* [Description of the task] Start at the line in the entries below that contains "#[derive(Parser, Debug, Clone)]", stop at the line that contains "let db = Database::new(url).await?;", and output exactly the lines in that span, both ends included.

--- START ---

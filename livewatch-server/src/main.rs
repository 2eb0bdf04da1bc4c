use std::net::SocketAddr;
use std::sync::Arc;
use std::time::Duration;

use clap::Parser;
use tokio::sync::watch;
use tracing::{error, info, warn};
use tracing_subscriber::{fmt, EnvFilter};

use livewatch_client::{AlertStore, HttpStatusClient, PollScheduler};
use livewatch_common::traits::platform_traits::LivePlatformClient;
use livewatch_common::traits::repository_traits::ContentStore;
use livewatch_core::platforms::{EnvCredentials, TwitchLiveClient, YouTubeLiveClient};
use livewatch_core::repositories::{JsonFileContentStore, PostgresContentStore};
use livewatch_core::services::StatusService;
use livewatch_core::{Database, DefaultHttpClient, Error};

mod server;

use server::AppState;

#[derive(Parser, Debug, Clone)]
#[command(name = "livewatch")]
#[command(author, version, about = "livewatch - aggregated Twitch/YouTube live status with a desktop alert poller")]
struct Args {
    /// Mode: "server" or "client"
    #[arg(long, default_value = "server")]
    mode: String,

    /// Address the status endpoint binds to
    #[arg(long, default_value = "0.0.0.0:8787")]
    server_addr: String,

    /// JSON roster file, re-read on every request. Ignored when --db-url is set.
    #[arg(long, default_value = "roster.json")]
    roster_file: String,

    /// Postgres connection URL for the content store.
    #[arg(long)]
    db_url: Option<String>,

    /// Per-platform deadline for upstream lookups
    #[arg(long, default_value_t = 10)]
    platform_timeout_secs: u64,

    /// Status endpoint the client polls
    #[arg(long, default_value = "http://127.0.0.1:8787/api/live-status")]
    status_url: String,

    #[arg(long, default_value_t = 60)]
    poll_interval_secs: u64,

    /// Deadline for one status poll; defaults to the poll interval
    #[arg(long)]
    poll_timeout_secs: Option<u64>,
}

fn init_tracing() {
    let filter = EnvFilter::try_from_default_env()
        .unwrap_or_else(|_| EnvFilter::new("livewatch=info"));
    let sub = fmt().with_env_filter(filter).finish();
    if let Err(e) = tracing::subscriber::set_global_default(sub) {
        eprintln!("Failed to set global subscriber: {}", e);
    }
}

#[tokio::main]
async fn main() -> Result<(), Box<dyn std::error::Error>> {
    dotenv::dotenv().ok();
    init_tracing();
    let args = Args::parse();
    info!("livewatch starting. mode={}", args.mode);

    match args.mode.as_str() {
        "server" => {
            if let Err(e) = run_server(args).await {
                error!("Server error: {:?}", e);
            }
        }
        "client" => {
            if let Err(e) = run_client(args).await {
                error!("Client error: {:?}", e);
            }
        }
        other => {
            error!("Invalid mode '{}'. Use --mode=server or --mode=client.", other);
        }
    }
    info!("Main finished. Goodbye!");
    Ok(())
}

async fn open_content_store(args: &Args) -> Result<Arc<dyn ContentStore>, Error> {
    match &args.db_url {
        Some(url) => {
            let db = Database::new(url).await?;
            db.migrate().await?;
            info!("Content store: postgres");
            Ok(Arc::new(PostgresContentStore::new(db.pool().clone())))
        }
        None => {
            info!("Content store: roster file '{}'", args.roster_file);
            Ok(Arc::new(JsonFileContentStore::new(&args.roster_file)))
        }
    }
}

async fn run_server(args: Args) -> Result<(), Error> {
    let addr: SocketAddr = args.server_addr.parse()?;
    let store = open_content_store(&args).await?;

    let http = Arc::new(DefaultHttpClient::new());
    let credentials = Arc::new(EnvCredentials);
    let clients: Vec<Arc<dyn LivePlatformClient>> = vec![
        Arc::new(TwitchLiveClient::new(http.clone(), credentials.clone())),
        Arc::new(YouTubeLiveClient::new(http, credentials)),
    ];

    let status = StatusService::new(store, clients)
        .with_platform_timeout(Duration::from_secs(args.platform_timeout_secs));

    let state = AppState { status: Arc::new(status) };
    server::serve(addr, state, async {
        if let Err(e) = tokio::signal::ctrl_c().await {
            warn!("ctrl_c listener failed: {}", e);
        }
        info!("Ctrl-C detected; shutting down...");
    })
    .await
}

async fn run_client(args: Args) -> Result<(), Error> {
    let interval = Duration::from_secs(args.poll_interval_secs);
    let poll_timeout = args.poll_timeout_secs.map(Duration::from_secs).unwrap_or(interval);
    let store = AlertStore::new();
    let source = Arc::new(HttpStatusClient::new(&args.status_url, poll_timeout)?);

    // Stand-in display surface: log every change to the alert state.
    let mut updates = store.subscribe();
    let display = tokio::spawn(async move {
        let mut last_primary: Option<String> = None;
        while updates.changed().await.is_ok() {
            let state = updates.borrow_and_update().clone();
            let primary = state.primary();
            let key = primary.as_ref().map(|s| s.channel_id.clone());
            if key == last_primary {
                continue;
            }
            last_primary = key;
            match primary {
                Some(stream) if state.show_alert => info!(
                    "LIVE on {}: {} - {} ({})",
                    stream.platform, stream.channel_name, stream.title, stream.stream_url
                ),
                _ => info!("No live streams."),
            }
        }
    });

    let (shutdown_tx, shutdown_rx) = watch::channel(false);
    let poller = PollScheduler::new(source, store)
        .with_interval(interval)
        .with_poll_timeout(poll_timeout)
        .spawn(shutdown_rx);

    tokio::signal::ctrl_c().await?;
    info!("Ctrl-C detected; stopping poller...");
    let _ = shutdown_tx.send(true);
    if let Err(e) = poller.await {
        warn!("Poller task ended abnormally: {}", e);
    }
    display.abort();
    Ok(())
}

--- END ---

* [Exercise output]
#[derive(Parser, Debug, Clone)]
#[command(name = "livewatch")]
#[command(author, version, about = "livewatch - aggregated Twitch/YouTube live status with a desktop alert poller")]
struct Args {
    /// Mode: "server" or "client"
    #[arg(long, default_value = "server")]
    mode: String,

    /// Address the status endpoint binds to
    #[arg(long, default_value = "0.0.0.0:8787")]
    server_addr: String,

    /// JSON roster file, re-read on every request. Ignored when --db-url is set.
    #[arg(long, default_value = "roster.json")]
    roster_file: String,

    /// Postgres connection URL for the content store.
    #[arg(long)]
    db_url: Option<String>,

    /// Per-platform deadline for upstream lookups
    #[arg(long, default_value_t = 10)]
    platform_timeout_secs: u64,

    /// Status endpoint the client polls
    #[arg(long, default_value = "http://127.0.0.1:8787/api/live-status")]
    status_url: String,

    #[arg(long, default_value_t = 60)]
    poll_interval_secs: u64,

    /// Deadline for one status poll; defaults to the poll interval
    #[arg(long)]
    poll_timeout_secs: Option<u64>,
}

fn init_tracing() {
    let filter = EnvFilter::try_from_default_env()
        .unwrap_or_else(|_| EnvFilter::new("livewatch=info"));
    let sub = fmt().with_env_filter(filter).finish();
    if let Err(e) = tracing::subscriber::set_global_default(sub) {
        eprintln!("Failed to set global subscriber: {}", e);
    }
}

#[tokio::main]
async fn main() -> Result<(), Box<dyn std::error::Error>> {
    dotenv::dotenv().ok();
    init_tracing();
    let args = Args::parse();
    info!("livewatch starting. mode={}", args.mode);

    match args.mode.as_str() {
        "server" => {
            if let Err(e) = run_server(args).await {
                error!("Server error: {:?}", e);
            }
        }
        "client" => {
            if let Err(e) = run_client(args).await {
                error!("Client error: {:?}", e);
            }
        }
        other => {
            error!("Invalid mode '{}'. Use --mode=server or --mode=client.", other);
        }
    }
    info!("Main finished. Goodbye!");
    Ok(())
}

async fn open_content_store(args: &Args) -> Result<Arc<dyn ContentStore>, Error> {
    match &args.db_url {
        Some(url) => {
            let db = Database::new(url).await?;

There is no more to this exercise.